I left school in the late Fifties, when I was 15, immediately after O- levels. I joined a local weekly newspaper, called the Penarth Times, and the news editor there taught me a lot, accuracy in particular. The thing about working on a small weekly newspaper - this had a circulation of about 3,000 - is that the people who read it are the people who appear in it, so if you made a mistake when you were taking the names of mourners at funerals, or of wedding guests outside receptions, you were in trouble.
At 17, I moved to the Merthyr Express, a bigger newspaper in the Valleys, and after a couple of years there I moved down to Cardiff to the Western Mail. Then, in 1964, I had a choice: I was invited by The Sunday Times to join their brand new Insight section, and at the same time I had an offer from TWW - HTV, as it now is - in Cardiff. I accepted both jobs, but backed out of the Sunday Times one at the last minute.
I worked as a scriptwriter, reporter and presenter-type figure at TWW, and after a couple of years applied to the BBC to be their Liverpool correspondent. Later, I was the northern industrial correspondent in Manchester, before coming down to London to be a general reporter.
In most jobs, if you work hard and are reasonably competent you'll get on well, but it doesn't follow in journalism, as you have to have luck if you're to get on at all. I've had a lot of it: in 1971 I was sent to East Pakistan to report on some troubles, and I'd been there for just 24 hours when the Indians started bombing Dhaka airport and the Indo-Pakistani war began. If you're there, in situ, you have got to be a real mug not to be able to make something of it, so that got me noticed.
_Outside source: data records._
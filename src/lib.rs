//! # Secure Media Compressor Library
//!
//! Compressione batch di immagini e video con una catena di sicurezza
//! davanti a ogni file.
//!
//! ## Architettura dei moduli:
//! - `config`: caricamento e validazione della configurazione JSON, `SecurityConfig`
//! - `error`: `CompressError`, con la distinzione skip / fail / fatale
//! - `security`: gatekeeper dei path, classifier (estensione, MIME, dimensione), scanner antimalware
//! - `compressor`: policy di compressione, resize condiviso, compressori immagini e video
//! - `batch`: worker pool, collector dei risultati, stop cooperativo, report
//! - `file_manager`: enumerazione della directory e selezione per tipo
//! - `progress` / `json_output`: feedback umano (indicatif) o JSON-lines
//!
//! ## Utilizzo:
//! ```rust,ignore
//! use secure_media_compressor::{BatchOrchestrator, CompressionPolicy, ScanGate, SecurityConfig};
//!
//! let security = Arc::new(SecurityConfig::from_settings(&config.security)?);
//! let policy = CompressionPolicy::from_selection("webp", 1080, Some(75), None)?;
//! let orchestrator = BatchOrchestrator::new(security, policy, ScanGate::from_settings(&config.scanner)?, config.tools);
//! let report = orchestrator.run(files, &mut ProgressManager::new()).await;
//! ```

pub mod batch;
pub mod compressor;
pub mod config;
pub mod error;
pub mod file_manager;
pub mod json_output;
pub mod progress;
pub mod security;
pub mod utils;

pub use batch::{BatchOrchestrator, BatchReport, BatchSummary, FileOutcome, ProgressSink, StopSignal};
pub use compressor::{CompressionPolicy, CompressionResult, OutputFormat, QualitySetting};
pub use config::{AppConfig, SecurityConfig};
pub use error::CompressError;
pub use security::{PathGatekeeper, ScanGate};
//! # Batch Orchestrator
//!
//! Produttore + worker + collector:
//! - il produttore acquisisce un permesso dal `Semaphore` prima di ogni `tokio::spawn`
//!   (backpressure: al massimo `workers` file in volo)
//! - ogni worker esegue gatekeeper → classifier → scanner → compressore
//! - i risultati, etichettati con l'indice, arrivano via `mpsc` a un unico collector
//!   che aggiorna il progresso e ricostruisce l'ordine di selezione
//!
//! Prima di schedulare, i file il cui output coinciderebbe con quello di un file
//! precedente nella selezione (es. `a.png` e `a.jpg` → `a_compressed.webp`)
//! vengono saltati con `OutputConflict`.
//!
//! Lo stop viene controllato prima di schedulare ogni file; gli encode già
//! avviati vengono lasciati terminare.

use super::{BatchReport, FileOutcome, ProgressSink, StopSignal};
use crate::compressor::{compressed_output_path, CompressionPolicy, CompressionResult, ImageCompressor, MediaCompressor, VideoCompressor};
use crate::config::{default_workers, SecurityConfig, ToolSettings};
use crate::error::CompressError;
use crate::security::{FileClassifier, MediaCategory, PathGatekeeper, ScanGate};
use std::collections::HashSet;
use std::path::{Path, PathBuf};
use std::sync::Arc;
use std::time::Instant;
use tokio::sync::mpsc::{self, UnboundedReceiver, UnboundedSender};
use tokio::sync::Semaphore;
use tracing::{debug, info, warn};

/// Gate chain and compressors for one file; shared read-only by all workers
struct FilePipeline {
    gatekeeper: PathGatekeeper,
    classifier: FileClassifier,
    scan_gate: ScanGate,
    policy: CompressionPolicy,
    image: Arc<dyn MediaCompressor>,
    video: Arc<dyn MediaCompressor>,
}

impl FilePipeline {
    async fn process(&self, path: &Path) -> CompressionResult {
        self.try_process(path).await.into()
    }

    async fn try_process(&self, path: &Path) -> Result<PathBuf, CompressError> {
        let resolved = self.gatekeeper.resolve(path)?;
        let candidate = self.classifier.classify(&resolved)?;

        let format = self.policy.output_format();
        if candidate.category != format.category() {
            debug!(path = %path.display(), category = %candidate.category, format = %format, "Category cannot be produced by output format");
            return Err(CompressError::FormatMismatch {
                category: candidate.category.to_string(),
                format: format.to_string(),
            });
        }

        self.scan_gate.check(&candidate.absolute_path).await?;

        let compressor = match candidate.category {
            MediaCategory::Image => &self.image,
            MediaCategory::Video => &self.video,
        };
        compressor.try_compress(&candidate, &self.policy).await
    }
}

/// Runs the whole pipeline over a selection of files
pub struct BatchOrchestrator {
    pipeline: Arc<FilePipeline>,
    workers: usize,
    stop_signal: StopSignal,
}

impl BatchOrchestrator {
    pub fn new(
        security: Arc<SecurityConfig>,
        policy: CompressionPolicy,
        scan_gate: ScanGate,
        tools: ToolSettings,
    ) -> Self {
        let pipeline = FilePipeline {
            gatekeeper: PathGatekeeper::new(Arc::clone(&security)),
            classifier: FileClassifier::new(security),
            scan_gate,
            policy,
            image: Arc::new(ImageCompressor::new()),
            video: Arc::new(VideoCompressor::new(tools)),
        };

        Self {
            pipeline: Arc::new(pipeline),
            workers: default_workers(),
            stop_signal: StopSignal::new(),
        }
    }

    pub fn with_workers(mut self, workers: usize) -> Self {
        self.workers = workers.max(1);
        self
    }

    pub fn with_stop_signal(mut self, stop_signal: StopSignal) -> Self {
        self.stop_signal = stop_signal;
        self
    }

    /// Handle that stops scheduling new files when triggered
    pub fn stop_signal(&self) -> StopSignal {
        self.stop_signal.clone()
    }

    /// Process every file and return one outcome per file, in selection order.
    /// Never aborts early: per-file errors become Skipped or Failed outcomes.
    pub async fn run(&self, files: Vec<PathBuf>, sink: &mut dyn ProgressSink) -> BatchReport {
        let start_time = Instant::now();
        let total = files.len();
        info!(
            total,
            workers = self.workers,
            format = %self.pipeline.policy.output_format(),
            resolution_limit = self.pipeline.policy.resolution_limit(),
            "Starting batch"
        );
        sink.on_start(total);

        let conflicts = conflicting_outputs(&files, &self.pipeline.policy);
        let (sender, receiver) = mpsc::unbounded_channel();
        let (_, outcomes) = tokio::join!(
            self.schedule(&files, conflicts, sender),
            Self::collect(receiver, &files, sink)
        );

        let report = BatchReport::new(outcomes, start_time.elapsed());
        info!(
            succeeded = report.summary.succeeded,
            skipped = report.summary.skipped,
            failed = report.summary.failed,
            "Batch finished in {:.1}s",
            report.elapsed.as_secs_f64()
        );
        sink.on_finish(&report);
        report
    }

    /// Producer: one spawned worker per file, bounded by the semaphore
    async fn schedule(
        &self,
        files: &[PathBuf],
        mut conflicts: Vec<Option<PathBuf>>,
        sender: UnboundedSender<FileOutcome>,
    ) {
        let semaphore = Arc::new(Semaphore::new(self.workers));

        for (index, path) in files.iter().enumerate() {
            if let Some(target) = conflicts[index].take() {
                let _ = sender.send(FileOutcome {
                    index,
                    path: path.clone(),
                    result: CompressionResult::from_error(CompressError::OutputConflict(target)),
                });
                continue;
            }

            let permit = if self.stop_signal.is_stopped() {
                None
            } else {
                tokio::select! {
                    permit = Arc::clone(&semaphore).acquire_owned() => permit.ok(),
                    _ = self.stop_signal.stopped() => None,
                }
            };

            // A stop may have arrived while waiting for the permit
            let permit = match permit {
                Some(permit) if !self.stop_signal.is_stopped() => permit,
                _ => {
                    debug!(path = %path.display(), "Batch stopped, file not scheduled");
                    let _ = sender.send(FileOutcome {
                        index,
                        path: path.clone(),
                        result: CompressionResult::from_error(CompressError::Cancelled),
                    });
                    continue;
                }
            };

            let pipeline = Arc::clone(&self.pipeline);
            let sender = sender.clone();
            let path = path.clone();
            tokio::spawn(async move {
                let result = pipeline.process(&path).await;
                let _ = sender.send(FileOutcome { index, path, result });
                drop(permit);
            });
        }
    }

    /// Single writer of progress; rebuilds selection order
    async fn collect(
        mut receiver: UnboundedReceiver<FileOutcome>,
        files: &[PathBuf],
        sink: &mut dyn ProgressSink,
    ) -> Vec<FileOutcome> {
        let total = files.len();
        let mut slots: Vec<Option<FileOutcome>> = (0..total).map(|_| None).collect();
        let mut completed = 0;

        while let Some(outcome) = receiver.recv().await {
            completed += 1;
            log_outcome(&outcome);
            sink.on_file_complete(&outcome, completed, total);
            let index = outcome.index;
            slots[index] = Some(outcome);
        }

        // A worker that panicked never reported; it still gets exactly one outcome
        let mut outcomes = Vec::with_capacity(total);
        for (index, slot) in slots.into_iter().enumerate() {
            let outcome = match slot {
                Some(outcome) => outcome,
                None => {
                    let outcome = FileOutcome {
                        index,
                        path: files[index].clone(),
                        result: CompressionResult::Failed {
                            reason: CompressError::EncodeFailure("worker ended without a result".to_string()),
                        },
                    };
                    completed += 1;
                    log_outcome(&outcome);
                    sink.on_file_complete(&outcome, completed, total);
                    outcome
                }
            };
            outcomes.push(outcome);
        }
        outcomes
    }
}

/// For each file, the output path it would share with an earlier file in the
/// selection. Paths are resolved the same way the pipeline resolves them;
/// files whose output cannot be derived are left to fail in the pipeline.
fn conflicting_outputs(files: &[PathBuf], policy: &CompressionPolicy) -> Vec<Option<PathBuf>> {
    let mut claimed = HashSet::new();
    files
        .iter()
        .map(|path| {
            let resolved = std::fs::canonicalize(path).unwrap_or_else(|_| path.clone());
            let target = compressed_output_path(&resolved, policy.output_format()).ok()?;
            if claimed.insert(target.clone()) {
                None
            } else {
                debug!(path = %path.display(), output = %target.display(), "Output already claimed");
                Some(target)
            }
        })
        .collect()
}

fn log_outcome(outcome: &FileOutcome) {
    match &outcome.result {
        CompressionResult::Success { output_path } => {
            info!(path = %outcome.path.display(), output = %output_path.display(), "File compressed");
        }
        CompressionResult::Skipped { reason } => {
            info!(path = %outcome.path.display(), reason = reason.kind(), "File skipped: {}", reason);
        }
        CompressionResult::Failed { reason } => {
            warn!(path = %outcome.path.display(), reason = reason.kind(), "File failed: {}", reason);
        }
    }
}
Then the BBC opened a television bureau in New York, and I was offered a job there. When I got that, I thought I'd died and gone to heaven. I'd never been to the States before in my life, and again, about 24 hours after I landed, the first of the Watergate break-ins happened. That became a mega-story, of course, and I was moved to Washington a few months afterwards.
I was supposed to be there for two years, but in the end I was there for six. When I came back to London, South Africa said we could have a television bureau there, so I spent two years in Johannesburg. There, too, I had a big story: a financial scandal soon developed and the president had to resign.
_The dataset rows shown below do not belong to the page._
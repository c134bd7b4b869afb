//! # Secure Media Compressor - Main Entry Point
//!
//! ## Flusso di esecuzione:
//! 1. Parsa gli argomenti CLI e carica la configurazione JSON
//! 2. Configura il logging (`logging.level`, `--verbose` forza DEBUG, `RUST_LOG` ha la precedenza)
//! 3. Costruisce la policy di compressione: formati o parametri non validi sono fatali
//! 4. Verifica che la directory sia dentro la root consentita, enumera e seleziona i file
//! 5. Avvia il batch; Ctrl-C ferma la schedulazione lasciando finire i file in corso
//! 6. Stampa una riga per file e il riepilogo (o JSON-lines con `--json`)
//!
//! ## Esempio di utilizzo:
//! ```bash
//! media-compressor ~/media/holiday --format webp --resolution-limit 1600 --quality 70 --types jpg,png
//! ```

use anyhow::{Context, Result};
use clap::Parser;
use std::path::PathBuf;
use std::sync::Arc;
use tracing::{info, warn};
use tracing_subscriber::EnvFilter;

use secure_media_compressor::batch::BatchOrchestrator;
use secure_media_compressor::compressor::{CompressionPolicy, VideoCompressor};
use secure_media_compressor::config::{AppConfig, SecurityConfig};
use secure_media_compressor::file_manager::FileManager;
use secure_media_compressor::json_output::{JsonMessage, JsonProgress};
use secure_media_compressor::progress::{format_summary, ProgressManager};
use secure_media_compressor::security::{MediaCategory, PathGatekeeper, ScanGate};
use secure_media_compressor::BatchReport;

#[derive(Parser)]
#[command(name = "media-compressor")]
#[command(about = "Resize and re-encode images and videos behind path, type, size and malware checks")]
struct Args {
    /// Directory containing the media to compress (must be inside security.base_directory)
    directory: PathBuf,

    /// JSON configuration file
    #[arg(short, long, default_value = "media-compressor.json")]
    config: PathBuf,

    /// Output format: jpg, png, webp, mp4 or webm
    #[arg(short, long)]
    format: String,

    /// Maximum width or height in pixels
    #[arg(short, long, default_value = "1080")]
    resolution_limit: u32,

    /// Image quality (1-100, image formats only; default 75)
    #[arg(short, long)]
    quality: Option<u8>,

    /// Video bitrate in kbps (video formats only; default 1000)
    #[arg(short, long)]
    bitrate: Option<u32>,

    /// Comma separated file types to include (default: all known media types)
    #[arg(short, long, value_delimiter = ',')]
    types: Vec<String>,

    /// Comma separated subdirectories to include, relative to the directory
    /// (default: all; use "." for the directory itself)
    #[arg(long, value_delimiter = ',')]
    dirs: Vec<String>,

    /// Only process the top-level directory
    #[arg(long)]
    no_recursive: bool,

    /// Number of parallel workers (default: processing.workers, then CPU cores)
    #[arg(short, long)]
    workers: Option<usize>,

    /// Verbose logging
    #[arg(short, long)]
    verbose: bool,

    /// Emit JSON lines on stdout instead of a progress bar
    #[arg(long)]
    json: bool,
}

#[tokio::main]
async fn main() -> Result<()> {
    let args = Args::parse();

    let config = match AppConfig::from_file(&args.config).await {
        Ok(config) => config,
        Err(e) => return fail(&args, e),
    };

    init_logging(&config.logging.level, args.verbose)?;

    match run(&args, config).await {
        Ok(report) => {
            if report.summary.failed > 0 {
                std::process::exit(1);
            }
            Ok(())
        }
        Err(e) => fail(&args, e),
    }
}

fn fail(args: &Args, error: anyhow::Error) -> Result<()> {
    if args.json {
        JsonMessage::error(error.to_string(), Some(format!("{error:#}"))).emit();
    }
    Err(error)
}

/// Logs go to stderr so stdout only carries results
fn init_logging(level: &str, verbose: bool) -> Result<()> {
    let default_level = if verbose { "debug" } else { level };
    let filter = EnvFilter::try_from_default_env()
        .or_else(|_| EnvFilter::try_new(default_level))
        .with_context(|| format!("Invalid logging level: {default_level}"))?;

    let subscriber = tracing_subscriber::fmt()
        .with_env_filter(filter)
        .with_writer(std::io::stderr)
        .finish();
    tracing::subscriber::set_global_default(subscriber)?;
    Ok(())
}

async fn run(args: &Args, config: AppConfig) -> Result<BatchReport> {
    // Fatal problems surface here, before any file is touched
    let policy = CompressionPolicy::from_selection(&args.format, args.resolution_limit, args.quality, args.bitrate)
        .context("Invalid compression settings")?;
    let video_output = policy.output_format().category() == MediaCategory::Video;
    if video_output && args.quality.is_some() {
        warn!("--quality is ignored for video formats, use --bitrate");
    } else if !video_output && args.bitrate.is_some() {
        warn!("--bitrate is ignored for image formats, use --quality");
    }

    let security = Arc::new(SecurityConfig::from_settings(&config.security)?);
    let directory = PathGatekeeper::new(Arc::clone(&security))
        .resolve(&args.directory)
        .with_context(|| {
            format!(
                "Directory {} is not inside the allowed root {}",
                args.directory.display(),
                security.root_directory().display()
            )
        })?;
    if !directory.is_dir() {
        return Err(anyhow::anyhow!("Not a directory: {}", directory.display()));
    }

    let structure = FileManager::scan_directory(&directory, !args.no_recursive);
    let types = if args.types.is_empty() {
        FileManager::default_file_types()
    } else {
        args.types.clone()
    };
    let dirs: Vec<PathBuf> = args.dirs.iter().map(|d| directory.join(d.trim())).collect();
    let files = FileManager::select_files(&structure, &types, &dirs);
    if files.is_empty() {
        warn!(directory = %directory.display(), "No files selected for processing");
    }

    let scan_gate = ScanGate::from_settings(&config.scanner)?;
    let workers = args
        .workers
        .unwrap_or_else(|| config.processing.effective_workers());
    if workers == 0 {
        return Err(anyhow::anyhow!("Number of workers must be greater than 0"));
    }

    if video_output && !VideoCompressor::new(config.tools.clone()).is_ffmpeg_available().await {
        warn!(ffmpeg = %config.tools.ffmpeg.display(), "ffmpeg is not available; video files will fail");
    }

    info!(
        directory = %directory.display(),
        files = files.len(),
        scanner = scan_gate.scanner_name(),
        "Compressing to {}",
        policy.output_format()
    );

    let orchestrator = BatchOrchestrator::new(security, policy.clone(), scan_gate, config.tools.clone())
        .with_workers(workers);

    let stop_signal = orchestrator.stop_signal();
    tokio::spawn(async move {
        if tokio::signal::ctrl_c().await.is_ok() {
            warn!("Stop requested, waiting for files in progress to finish");
            stop_signal.stop();
        }
    });

    let report = if args.json {
        let mut sink = JsonProgress::new(directory, workers, policy);
        orchestrator.run(files, &mut sink).await
    } else {
        let mut sink = ProgressManager::new();
        let report = orchestrator.run(files, &mut sink).await;
        for outcome in &report.outcomes {
            println!("{}", outcome.result_line());
        }
        println!("{}", format_summary(&report));
        report
    };

    Ok(report)
}
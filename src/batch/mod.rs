//! # Batch Module
//!
//! Orchestrazione del batch: per ogni file selezionato esegue la catena di gate
//! e poi il compressore della categoria rilevata.
//!
//! ## Responsabilità:
//! - Worker pool limitato da un `Semaphore` (default = core disponibili)
//! - Un solo collector riceve i risultati e aggiorna il progresso
//! - Report finale in ordine di selezione, con riepilogo succeeded/skipped/failed
//! - Stop cooperativo: i file non ancora schedulati diventano *Skipped*
//!
//! Il batch non si interrompe mai per l'errore di un singolo file.

pub mod orchestrator;
pub mod report;
pub mod stop_signal;

pub use orchestrator::BatchOrchestrator;
pub use report::{BatchReport, BatchSummary, FileOutcome};
pub use stop_signal::StopSignal;

/// Receives progress from the batch collector. Called from a single task only.
pub trait ProgressSink: Send {
    fn on_start(&mut self, _total: usize) {}

    /// Called once per file, with `completed` strictly increasing up to `total`
    fn on_file_complete(&mut self, outcome: &FileOutcome, completed: usize, total: usize);

    fn on_finish(&mut self, _report: &BatchReport) {}
}

/// Fraction of work done, in [0, 1]
pub fn progress_fraction(completed: usize, total: usize) -> f64 {
    if total == 0 {
        1.0
    } else {
        completed.min(total) as f64 / total as f64
    }
}

/// Sink that ignores everything
#[derive(Debug, Default)]
pub struct SilentProgress;

impl ProgressSink for SilentProgress {
    fn on_file_complete(&mut self, _outcome: &FileOutcome, _completed: usize, _total: usize) {}
}
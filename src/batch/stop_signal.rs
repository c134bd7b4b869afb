//! Segnale di stop cooperativo condiviso tra il chiamante e l'orchestratore.

use std::sync::Arc;
use tokio::sync::watch;

/// Cooperative cancellation flag. Cloning shares the same flag.
#[derive(Debug, Clone)]
pub struct StopSignal {
    sender: Arc<watch::Sender<bool>>,
    receiver: watch::Receiver<bool>,
}

impl Default for StopSignal {
    fn default() -> Self {
        Self::new()
    }
}

impl StopSignal {
    pub fn new() -> Self {
        let (sender, receiver) = watch::channel(false);
        Self {
            sender: Arc::new(sender),
            receiver,
        }
    }

    /// Request a stop; idempotent
    pub fn stop(&self) {
        self.sender.send_replace(true);
    }

    pub fn is_stopped(&self) -> bool {
        *self.receiver.borrow()
    }

    /// Resolves once `stop` has been called
    pub async fn stopped(&self) {
        let mut receiver = self.receiver.clone();
        while !*receiver.borrow_and_update() {
            if receiver.changed().await.is_err() {
                return;
            }
        }
    }
}

#[cfg(test)]
mod tests {
    use super::*;
    use std::time::Duration;

    #[test]
    fn test_clones_share_state() {
        let signal = StopSignal::new();
        let clone = signal.clone();
        assert!(!clone.is_stopped());
        signal.stop();
        signal.stop();
        assert!(clone.is_stopped());
    }

    #[tokio::test]
    async fn test_stopped_wakes_waiters() {
        let signal = StopSignal::new();
        let waiter = {
            let signal = signal.clone();
            tokio::spawn(async move { signal.stopped().await })
        };
        signal.stop();
        tokio::time::timeout(Duration::from_secs(5), waiter).await.unwrap().unwrap();
    }
}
I came back to London in 1980 as a diplomatic correspondent, travelling around with the Foreign Secretary mostly, and then started presenting The Nine O'Clock News, which I did for about six years until terminal boredom set in. Ten years ago they offered me a job on Today, and for the last four years I've also been doing On The Record on BBC1.
When I came to Today, I met Brian Redhead, who I think is the person who's had the greatest influence on me as a broadcaster. At the time he was at his peak, and one of the messages I took from him was that you've got to avoid pomposity. He used to talk on the programme of "dropping a word in the nation's ear", and that's the way he presented.
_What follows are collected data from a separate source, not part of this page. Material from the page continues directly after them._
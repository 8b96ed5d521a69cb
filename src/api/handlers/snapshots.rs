//! Latest snapshot endpoints, served read-only from the data directory.

use axum::extract::State;
use axum::routing::get;
use axum::{Json, Router};
use serde_json::Value;

use crate::app_state::AppState;
use crate::domain::SnapshotKind;
use crate::error::ApiError;

async fn load(state: &AppState, kind: SnapshotKind) -> Result<Json<Value>, ApiError> {
    let files = state.snapshots.as_ref().ok_or(ApiError::NoDataDir)?;
    match files.load(kind).await {
        Ok(Some(doc)) => Ok(Json(doc)),
        Ok(None) => Err(ApiError::SnapshotNotFound(kind)),
        Err(e) => {
            tracing::warn!(%kind, error = %e, "snapshot file unreadable");
            Err(ApiError::SnapshotUnreadable(e.to_string()))
        }
    }
}

/// `GET /snapshots/timings`: Last accepted timings document.
///
/// # Errors
///
/// Returns [`ApiError`] when no data directory is configured or the
/// snapshot is missing or unreadable.
pub async fn timings_handler(State(state): State<AppState>) -> Result<Json<Value>, ApiError> {
    load(&state, SnapshotKind::Timings).await
}

/// `GET /snapshots/matches`: Last accepted matches document.
///
/// # Errors
///
/// Returns [`ApiError`] when no data directory is configured or the
/// snapshot is missing or unreadable.
pub async fn matches_handler(State(state): State<AppState>) -> Result<Json<Value>, ApiError> {
    load(&state, SnapshotKind::Matches).await
}

/// Snapshot routes, nested under `/snapshots`.
pub fn routes() -> Router<AppState> {
    Router::new()
        .route("/timings", get(timings_handler))
        .route("/matches", get(matches_handler))
}
//! Shared state injected into the host-process handlers.

use crate::persistence::SnapshotFiles;
use crate::poller::Liveness;

/// Read-only view the host process keeps of the background poller.
///
/// The poller and the handlers share nothing mutable: handlers read the
/// snapshot files the poller writes and look at whether its task is
/// still alive. The task handle itself stays with `main`, which joins it
/// on shutdown.
#[derive(Debug, Clone)]
pub struct AppState {
    /// Latest-snapshot files, if a data directory is configured.
    pub snapshots: Option<SnapshotFiles>,
    /// Liveness of the background poller task.
    pub poller: Liveness,
}

impl AppState {
    /// `true` while the poller task has not finished.
    #[must_use]
    pub fn poller_running(&self) -> bool {
        self.poller.is_running()
    }
}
The highs in this business are the big stories, but there are lows every day in broadcasting in the sense you keep doing things you feel you could have done better. You might think written journalism is easier, because you have chance to refine it and time to think, but on the other hand you get away with a huge amount as a live interviewer. The interviewee is aware that it's live, and there can be no rowing back once they've said something - or they can try, but the audience spots it.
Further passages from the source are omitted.